* YOUR TASK: Your task is to copy every line below that contains the word "Support".
^^^^
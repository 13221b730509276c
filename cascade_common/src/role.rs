//! Component roles and data-object channels.
//!
//! `RoleKind` names the six roles of the sensor-based control pattern.
//! `Channels` is a bitset over the five data objects. Together they encode
//! the fixed dataflow contract: which channels a role reads and which it
//! writes never depend on the component instance.

use bitflags::bitflags;
use core::fmt;
use core::str::FromStr;
use serde::{Deserialize, Serialize};

// ─── Channels ───────────────────────────────────────────────────────

bitflags! {
    /// Set of data-object channels.
    #[derive(Debug, Clone, Copy, PartialEq, Eq, Hash, Default)]
    pub struct Channels: u8 {
        const COMMANDS  = 0x01;
        const SETPOINTS = 0x02;
        const INPUTS    = 0x04;
        const MODELS    = 0x08;
        const OUTPUTS   = 0x10;
    }
}

impl Channels {
    /// Human-readable channel name used in data-object names
    /// (`<kernel>::<name>`). Only meaningful for a single channel.
    pub const fn object_name(self) -> &'static str {
        match self.bits() {
            0x01 => "Commands",
            0x02 => "SetPoints",
            0x04 => "Inputs",
            0x08 => "Models",
            0x10 => "Outputs",
            _ => "Mixed",
        }
    }
}

// ─── RoleKind ───────────────────────────────────────────────────────

/// Role of a component within the control cascade.
#[derive(Debug, Clone, Copy, PartialEq, Eq, Hash, Serialize, Deserialize)]
#[repr(u8)]
pub enum RoleKind {
    Sensor = 0,
    Estimator = 1,
    Generator = 2,
    Controller = 3,
    Effector = 4,
    Support = 5,
}

impl RoleKind {
    /// Single-selection roles in cascade execution order.
    pub const CASCADE: [RoleKind; 5] = [
        RoleKind::Sensor,
        RoleKind::Estimator,
        RoleKind::Generator,
        RoleKind::Controller,
        RoleKind::Effector,
    ];

    /// Channels this role reads.
    pub const fn reads(self) -> Channels {
        match self {
            Self::Sensor => Channels::empty(),
            Self::Estimator => Channels::INPUTS,
            Self::Generator => Channels::MODELS
                .union(Channels::INPUTS)
                .union(Channels::COMMANDS),
            Self::Controller => Channels::SETPOINTS
                .union(Channels::MODELS)
                .union(Channels::INPUTS),
            Self::Effector => Channels::OUTPUTS,
            Self::Support => Channels::empty(),
        }
    }

    /// Channels this role writes.
    pub const fn writes(self) -> Channels {
        match self {
            Self::Sensor => Channels::INPUTS,
            Self::Estimator => Channels::MODELS,
            Self::Generator => Channels::SETPOINTS,
            Self::Controller => Channels::OUTPUTS,
            Self::Effector | Self::Support => Channels::empty(),
        }
    }

    /// Support components are all active at once; every other role has
    /// exactly one active component.
    #[inline]
    pub const fn is_single_selection(self) -> bool {
        !matches!(self, Self::Support)
    }

    /// Name of the always-present default component for this role.
    pub const fn default_component_name(self) -> &'static str {
        match self {
            Self::Sensor => "DefaultSensor",
            Self::Estimator => "DefaultEstimator",
            Self::Generator => "DefaultGenerator",
            Self::Controller => "DefaultController",
            Self::Effector => "DefaultEffector",
            Self::Support => "DefaultSupport",
        }
    }

    #[inline]
    pub const fn from_u8(value: u8) -> Option<Self> {
        match value {
            0 => Some(Self::Sensor),
            1 => Some(Self::Estimator),
            2 => Some(Self::Generator),
            3 => Some(Self::Controller),
            4 => Some(Self::Effector),
            5 => Some(Self::Support),
            _ => None,
        }
    }
}

static_assertions::assert_eq_size!(RoleKind, u8);
static_assertions::assert_eq_size!(Channels, u8);

impl fmt::Display for RoleKind {
    fn fmt(&self, f: &mut fmt::Formatter<'_>) -> fmt::Result {
        let s = match self {
            Self::Sensor => "Sensor",
            Self::Estimator => "Estimator",
            Self::Generator => "Generator",
            Self::Controller => "Controller",
            Self::Effector => "Effector",
            Self::Support => "Support",
        };
        f.write_str(s)
    }
}

impl FromStr for RoleKind {
    type Err = String;
    fn from_str(s: &str) -> Result<Self, Self::Err> {
        match s {
            "Sensor" => Ok(Self::Sensor),
            "Estimator" => Ok(Self::Estimator),
            "Generator" => Ok(Self::Generator),
            "Controller" => Ok(Self::Controller),
            "Effector" => Ok(Self::Effector),
            "Support" => Ok(Self::Support),
            _ => Err(format!("unknown RoleKind: {s:?}")),
        }
    }
}

// ─── Tests ──────────────────────────────────────────────────────────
^^^^
* REPLY TO THE TASK:
    Support = 5,
            Self::Support => Channels::empty(),
            Self::Effector | Self::Support => Channels::empty(),
    /// Support components are all active at once; every other role has
        !matches!(self, Self::Support)
            Self::Support => "DefaultSupport",
            5 => Some(Self::Support),
            Self::Support => "Support",
            "Support" => Ok(Self::Support),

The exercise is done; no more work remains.